• [YOUR ASSIGNMENT] Could you return every record below without changing a word?

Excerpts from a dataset
════════════════
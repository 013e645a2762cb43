use std::sync::Arc;

use castellan_core::{AppError, AppResult, ConstraintViolation};
use castellan_domain::{
    AUTO_EXPIRED_REASON, GrantAmendment, GrantPriority, GrantStatus, RoleId, UserId,
};
use chrono::{Duration, Utc};

use super::{AssignRoleInput, RoleAssignmentLedger};
use crate::test_support::FakeStore;

fn ledger(store: &Arc<FakeStore>) -> RoleAssignmentLedger {
    RoleAssignmentLedger::new(store.clone(), store.clone(), store.clone())
}

fn assignment(user_id: UserId, role_id: RoleId, priority: i32) -> AssignRoleInput {
    AssignRoleInput {
        user_id,
        role_id,
        valid_from: None,
        valid_to: None,
        priority: GrantPriority::new(priority).unwrap_or_default(),
        assigned_by: None,
        reason: None,
    }
}

fn violation<T>(result: AppResult<T>) -> Option<ConstraintViolation> {
    result.err().and_then(|error| error.constraint().cloned())
}

#[tokio::test]
async fn second_active_grant_is_rejected() {
    let store = FakeStore::shared();
    let user_id = store.add_user("dana").await;
    let role_id = store.add_role("auditor", None, &[]).await;
    let ledger = ledger(&store);

    assert!(ledger.assign(assignment(user_id, role_id, 1)).await.is_ok());
    let second = ledger.assign(assignment(user_id, role_id, 2)).await;
    assert_eq!(violation(second), Some(ConstraintViolation::DuplicateActiveGrant));
}

#[tokio::test]
async fn unknown_user_or_role_is_not_found() {
    let store = FakeStore::shared();
    let user_id = store.add_user("dana").await;
    let role_id = store.add_role("auditor", None, &[]).await;
    let ledger = ledger(&store);

    let missing_user = ledger.assign(assignment(UserId::new(), role_id, 1)).await;
    assert!(matches!(missing_user, Err(AppError::NotFound(_))));
    let missing_role = ledger.assign(assignment(user_id, RoleId::new(), 1)).await;
    assert!(matches!(missing_role, Err(AppError::NotFound(_))));
}

#[tokio::test]
async fn revoke_then_reassign_keeps_history() {
    let store = FakeStore::shared();
    let user_id = store.add_user("dana").await;
    let role_id = store.add_role("auditor", None, &[]).await;
    let ledger = ledger(&store);

    let assigned = ledger.assign(assignment(user_id, role_id, 1)).await;
    assert!(assigned.is_ok());
    let revoked = ledger
        .revoke(user_id, role_id, None, Some("rotation".to_owned()))
        .await
        .unwrap_or_else(|_| unreachable!());
    assert_eq!(revoked.status(), GrantStatus::Revoked);
    assert!(revoked.valid_to().is_some());

    let again = ledger.revoke(user_id, role_id, None, None).await;
    assert_eq!(violation(again), Some(ConstraintViolation::NoActiveGrant));

    assert!(ledger.assign(assignment(user_id, role_id, 1)).await.is_ok());
    let history = ledger.list_user_roles(user_id, false).await.unwrap_or_default();
    let active = ledger.list_user_roles(user_id, true).await.unwrap_or_default();
    assert_eq!(history.len(), 2);
    assert_eq!(active.len(), 1);
}

#[tokio::test]
async fn future_and_lapsed_grants_are_not_active() {
    let store = FakeStore::shared();
    let user_id = store.add_user("dana").await;
    let future_role = store.add_role("future", None, &[]).await;
    let current_role = store.add_role("current", None, &[]).await;
    let ledger = ledger(&store);
    let now = Utc::now();

    let assigned = ledger
        .assign(AssignRoleInput {
            valid_from: Some(now + Duration::days(1)),
            ..assignment(user_id, future_role, 1)
        })
        .await;
    assert!(assigned.is_ok());
    let assigned = ledger.assign(assignment(user_id, current_role, 3)).await;
    assert!(assigned.is_ok());

    let active = ledger.active_roles(user_id).await.unwrap_or_default();
    assert_eq!(active.len(), 1);
    assert_eq!(active[0].role_id(), current_role);
}

#[tokio::test]
async fn highest_priority_uses_lowest_value() {
    let store = FakeStore::shared();
    let user_id = store.add_user("dana").await;
    let manager = store.add_role("manager", None, &[]).await;
    let employee = store.add_role("employee", None, &[]).await;
    let ledger = ledger(&store);

    let assigned = ledger.assign(assignment(user_id, manager, 1)).await;
    assert!(assigned.is_ok());
    let assigned = ledger.assign(assignment(user_id, employee, 2)).await;
    assert!(assigned.is_ok());

    let top = ledger.highest_priority_role(user_id).await.unwrap_or_default();
    assert_eq!(top.map(|grant| grant.role_id()), Some(manager));

    let revoked = ledger.revoke(user_id, manager, None, None).await;
    assert!(revoked.is_ok());
    let top = ledger.highest_priority_role(user_id).await.unwrap_or_default();
    assert_eq!(top.map(|grant| grant.role_id()), Some(employee));
}

#[tokio::test]
async fn update_changes_priority_of_active_grant() {
    let store = FakeStore::shared();
    let user_id = store.add_user("dana").await;
    let role_id = store.add_role("auditor", None, &[]).await;
    let ledger = ledger(&store);
    let assigned = ledger.assign(assignment(user_id, role_id, 4)).await;
    assert!(assigned.is_ok());

    let updated = ledger
        .update(
            user_id,
            role_id,
            GrantAmendment {
                priority: GrantPriority::new(2).ok(),
                ..GrantAmendment::default()
            },
        )
        .await
        .unwrap_or_else(|_| unreachable!());
    assert_eq!(updated.priority().value(), 2);
    assert_eq!(updated.status(), GrantStatus::Active);
}

#[tokio::test]
async fn sweep_closes_lapsed_grants_once() {
    let store = FakeStore::shared();
    let user_id = store.add_user("dana").await;
    let role_id = store.add_role("contractor", None, &[]).await;
    let ledger = ledger(&store);
    let now = Utc::now();

    let assigned = ledger
        .assign(AssignRoleInput {
            valid_from: Some(now - Duration::days(2)),
            valid_to: Some(now - Duration::days(1)),
            ..assignment(user_id, role_id, 1)
        })
        .await;
    assert!(assigned.is_ok());

    assert_eq!(ledger.sweep_expired().await.unwrap_or(0), 1);
    assert_eq!(ledger.sweep_expired().await.unwrap_or(99), 0);

    let history = ledger.list_user_roles(user_id, false).await.unwrap_or_default();
    assert_eq!(history[0].status(), GrantStatus::Expired);
    assert_eq!(history[0].revoked_reason(), Some(AUTO_EXPIRED_REASON));
}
════════════════
• [THE COMPLETED TASK]
repository 013e645a2762cb43
use std::sync::Arc;

use castellan_core::{AppError, AppResult, ConstraintViolation};
use castellan_domain::{
    AUTO_EXPIRED_REASON, GrantAmendment, GrantPriority, GrantStatus, RoleId, UserId,
};
use chrono::{Duration, Utc};

use super::{AssignRoleInput, RoleAssignmentLedger};
use crate::test_support::FakeStore;

fn ledger(store: &Arc<FakeStore>) -> RoleAssignmentLedger {
    RoleAssignmentLedger::new(store.clone(), store.clone(), store.clone())
}

fn assignment(user_id: UserId, role_id: RoleId, priority: i32) -> AssignRoleInput {
    AssignRoleInput {
        user_id,
        role_id,
        valid_from: None,
        valid_to: None,
        priority: GrantPriority::new(priority).unwrap_or_default(),
        assigned_by: None,
        reason: None,
    }
}

fn violation<T>(result: AppResult<T>) -> Option<ConstraintViolation> {
    result.err().and_then(|error| error.constraint().cloned())
}

#[tokio::test]
async fn second_active_grant_is_rejected() {
    let store = FakeStore::shared();
    let user_id = store.add_user("dana").await;
    let role_id = store.add_role("auditor", None, &[]).await;
    let ledger = ledger(&store);

    assert!(ledger.assign(assignment(user_id, role_id, 1)).await.is_ok());
    let second = ledger.assign(assignment(user_id, role_id, 2)).await;
    assert_eq!(violation(second), Some(ConstraintViolation::DuplicateActiveGrant));
}

#[tokio::test]
async fn unknown_user_or_role_is_not_found() {
    let store = FakeStore::shared();
    let user_id = store.add_user("dana").await;
    let role_id = store.add_role("auditor", None, &[]).await;
    let ledger = ledger(&store);

    let missing_user = ledger.assign(assignment(UserId::new(), role_id, 1)).await;
    assert!(matches!(missing_user, Err(AppError::NotFound(_))));
    let missing_role = ledger.assign(assignment(user_id, RoleId::new(), 1)).await;
    assert!(matches!(missing_role, Err(AppError::NotFound(_))));
}

#[tokio::test]
async fn revoke_then_reassign_keeps_history() {
    let store = FakeStore::shared();
    let user_id = store.add_user("dana").await;
    let role_id = store.add_role("auditor", None, &[]).await;
    let ledger = ledger(&store);

    let assigned = ledger.assign(assignment(user_id, role_id, 1)).await;
    assert!(assigned.is_ok());
    let revoked = ledger
        .revoke(user_id, role_id, None, Some("rotation".to_owned()))
        .await
        .unwrap_or_else(|_| unreachable!());
    assert_eq!(revoked.status(), GrantStatus::Revoked);
    assert!(revoked.valid_to().is_some());

    let again = ledger.revoke(user_id, role_id, None, None).await;
    assert_eq!(violation(again), Some(ConstraintViolation::NoActiveGrant));

    assert!(ledger.assign(assignment(user_id, role_id, 1)).await.is_ok());
    let history = ledger.list_user_roles(user_id, false).await.unwrap_or_default();
    let active = ledger.list_user_roles(user_id, true).await.unwrap_or_default();
    assert_eq!(history.len(), 2);
    assert_eq!(active.len(), 1);
}

#[tokio::test]
async fn future_and_lapsed_grants_are_not_active() {
    let store = FakeStore::shared();
    let user_id = store.add_user("dana").await;
    let future_role = store.add_role("future", None, &[]).await;
    let current_role = store.add_role("current", None, &[]).await;
    let ledger = ledger(&store);
    let now = Utc::now();

    let assigned = ledger
        .assign(AssignRoleInput {
            valid_from: Some(now + Duration::days(1)),
            ..assignment(user_id, future_role, 1)
        })
        .await;
    assert!(assigned.is_ok());
    let assigned = ledger.assign(assignment(user_id, current_role, 3)).await;
    assert!(assigned.is_ok());

    let active = ledger.active_roles(user_id).await.unwrap_or_default();
    assert_eq!(active.len(), 1);
    assert_eq!(active[0].role_id(), current_role);
}

#[tokio::test]
async fn highest_priority_uses_lowest_value() {
    let store = FakeStore::shared();
    let user_id = store.add_user("dana").await;
    let manager = store.add_role("manager", None, &[]).await;
    let employee = store.add_role("employee", None, &[]).await;
    let ledger = ledger(&store);

    let assigned = ledger.assign(assignment(user_id, manager, 1)).await;
    assert!(assigned.is_ok());
    let assigned = ledger.assign(assignment(user_id, employee, 2)).await;
    assert!(assigned.is_ok());

    let top = ledger.highest_priority_role(user_id).await.unwrap_or_default();
    assert_eq!(top.map(|grant| grant.role_id()), Some(manager));

    let revoked = ledger.revoke(user_id, manager, None, None).await;
    assert!(revoked.is_ok());
    let top = ledger.highest_priority_role(user_id).await.unwrap_or_default();
    assert_eq!(top.map(|grant| grant.role_id()), Some(employee));
}

#[tokio::test]
async fn update_changes_priority_of_active_grant() {
    let store = FakeStore::shared();
    let user_id = store.add_user("dana").await;
    let role_id = store.add_role("auditor", None, &[]).await;
    let ledger = ledger(&store);
    let assigned = ledger.assign(assignment(user_id, role_id, 4)).await;
    assert!(assigned.is_ok());

    let updated = ledger
        .update(
            user_id,
            role_id,
            GrantAmendment {
                priority: GrantPriority::new(2).ok(),
                ..GrantAmendment::default()
            },
        )
        .await
        .unwrap_or_else(|_| unreachable!());
    assert_eq!(updated.priority().value(), 2);
    assert_eq!(updated.status(), GrantStatus::Active);
}

#[tokio::test]
async fn sweep_closes_lapsed_grants_once() {
    let store = FakeStore::shared();
    let user_id = store.add_user("dana").await;
    let role_id = store.add_role("contractor", None, &[]).await;
    let ledger = ledger(&store);
    let now = Utc::now();

    let assigned = ledger
        .assign(AssignRoleInput {
            valid_from: Some(now - Duration::days(2)),
            valid_to: Some(now - Duration::days(1)),
            ..assignment(user_id, role_id, 1)
        })
        .await;
    assert!(assigned.is_ok());

    assert_eq!(ledger.sweep_expired().await.unwrap_or(0), 1);
    assert_eq!(ledger.sweep_expired().await.unwrap_or(99), 0);

    let history = ledger.list_user_roles(user_id, false).await.unwrap_or_default();
    assert_eq!(history[0].status(), GrantStatus::Expired);
    assert_eq!(history[0].revoked_reason(), Some(AUTO_EXPIRED_REASON));
}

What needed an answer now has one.